- Born: c. 1957
- Occupation(s): Journalist, Public Health Expert

= David Tuller =

American journalist and academic

David Tuller is a journalist and public health lecturer at the University of California, Berkeley Center for Global Public Health. He spent his early career covering HIV/AIDS, then pivoted to ME/CFS.

==Career==
His career in public health began with AIDS advocacy in the 1980s. He is also the author of Cracks in the Iron Closet: Travels in Gay and Lesbian Russia, a 1997 book on LGBT history and life in Russia based on Tuller's travels and interviews with LGBT Russians.
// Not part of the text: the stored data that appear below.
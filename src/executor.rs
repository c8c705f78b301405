//! Runs validated [`Command`]s against the [`PinController`].
//!
//! Commands on the same pin are serialized: a per-pin lock is taken before
//! `ensure` and held through the final write, and waiters are served in
//! arrival order. Commands on different pins run in parallel.
//!
//! On shutdown, a timer that is still holding its pin high stops sleeping,
//! drives the pin low and reports [`AppError::ShutdownInProgress`].

use std::sync::Arc;
use std::time::Duration;

use log::{error, info, warn};
use rustc_hash::FxHashMap;
use tokio::sync::Mutex;
use tokio::time::{Instant, timeout_at};

use crate::command::{ActionKind, Command};
use crate::duration;
use crate::error::AppError;
use crate::gpio::{AllowList, Level, PinController, PinId};
use crate::shutdown::Shutdown;

pub struct ActionExecutor {
    controller: Arc<PinController>,
    pins: AllowList,
    locks: FxHashMap<PinId, Mutex<()>>,
    shutdown: Shutdown,
    grace: Duration,
}

impl ActionExecutor {
    pub fn new(
        controller: Arc<PinController>,
        pins: &AllowList,
        shutdown: Shutdown,
        grace: Duration,
    ) -> Self {
        let locks = pins.pins().map(|pin| (pin, Mutex::new(()))).collect();

        Self {
            controller,
            pins: pins.clone(),
            locks,
            shutdown,
            grace,
        }
    }

    pub fn shutdown(&self) -> &Shutdown {
        &self.shutdown
    }

    pub async fn execute(&self, command: Command) -> Result<String, AppError> {
        let pin = command.pin;
        let lock = self.locks.get(&pin).ok_or_else(|| AppError::InvalidPin {
            pin: pin.to_string(),
            allowed: self.pins.clone(),
        })?;

        self.reject_if_shutting_down()?;
        let _guard = lock.lock().await;
        // the queue may have been long enough for a shutdown to begin
        self.reject_if_shutting_down()?;

        let result = match command.action {
            ActionKind::Timer => self.run_timer(pin, command.delay).await,
            ActionKind::Toggle => self.run_toggle(pin),
        };

        match &result {
            Ok(outcome) => info!("{outcome}"),
            Err(e) => error!("{} on pin {pin} failed: {e}", command.action),
        }
        result
    }

    fn reject_if_shutting_down(&self) -> Result<(), AppError> {
        if self.shutdown.is_triggered() {
            return Err(AppError::ShutdownInProgress(
                "not accepting new commands".into(),
            ));
        }
        Ok(())
    }

    async fn run_timer(&self, pin: PinId, delay: Duration) -> Result<String, AppError> {
        self.controller.ensure(pin)?;
        self.controller.write(pin, Level::High)?;

        let interrupted = tokio::select! {
            _ = tokio::time::sleep(delay) => false,
            _ = self.shutdown.wait() => true,
        };

        self.controller
            .write(pin, Level::Low)
            .map_err(|e| match e {
                AppError::Io(msg) => AppError::Io(format!("pin {pin} may be stuck high, {msg}")),
                other => other,
            })?;

        if interrupted {
            return Err(AppError::ShutdownInProgress(format!(
                "pin {pin} forced low before the end of its {} timer",
                duration::format(delay)
            )));
        }
        Ok(format!("pin {pin} high for {}", duration::format(delay)))
    }

    fn run_toggle(&self, pin: PinId) -> Result<String, AppError> {
        self.controller.ensure(pin)?;

        let current = match self.controller.read(pin) {
            Ok(level) => level,
            Err(e) => {
                warn!("Can't read pin {pin}, treating it as low: {e}");
                Level::Low
            }
        };
        let next = current.inverted();
        self.controller.write(pin, next)?;

        Ok(format!("pin {pin} now {next}"))
    }

    /// Triggers shutdown, waits up to the grace period for in-flight commands,
    /// then releases every pin ensured so far. Returns how many were released.
    pub async fn release_all(&self) -> usize {
        if self.shutdown.trigger() {
            info!("Shutdown started");
        }

        let deadline = Instant::now() + self.grace;
        let mut guards = Vec::with_capacity(self.locks.len());
        for (pin, lock) in &self.locks {
            match timeout_at(deadline, lock.lock()).await {
                Ok(guard) => guards.push(guard),
                Err(_) => warn!("Pin {pin} still busy after the shutdown grace period"),
            }
        }

        let pins = self.controller.take_ensured();
        for pin in &pins {
            self.controller.release(*pin);
        }
        pins.len()
    }
}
Currently, he is a senior fellow in public health and journalism at a crowdfunded position at Berkeley. Before it was widely accepted as such, he advocated for the acceptance of myalgic encephalomyelitis/chronic fatigue syndrome (ME/CFS) as a biological condition. In 2015, he published "Trial by Error," a four-part article criticizing the design of the PACE trial, a controversial study that claimed CBT and graded exercise therapy were effective treatments for ME/CFS, and alleging conflicts of interest among the trial's investigators. Proponents of the controversial psychosomatic model, many of which were behind the PACE trial, accused their critics of harassment. Tuller disputed that his work encouraged this, saying his activities follow academic standards. Later, the claims of harassment were found to be “wildly exaggerated” by a tribunal judge.

== Publications ==

- Cracks in the Iron Closet: Travels in Gay and Lesbian Russia (1996, Faber and Faber, ISBN 978-0-57119-890-0)
- (2017, Journal of Health Psychology)
- (2019, Health Psychology Open)
- (2022, Occupational Medicine)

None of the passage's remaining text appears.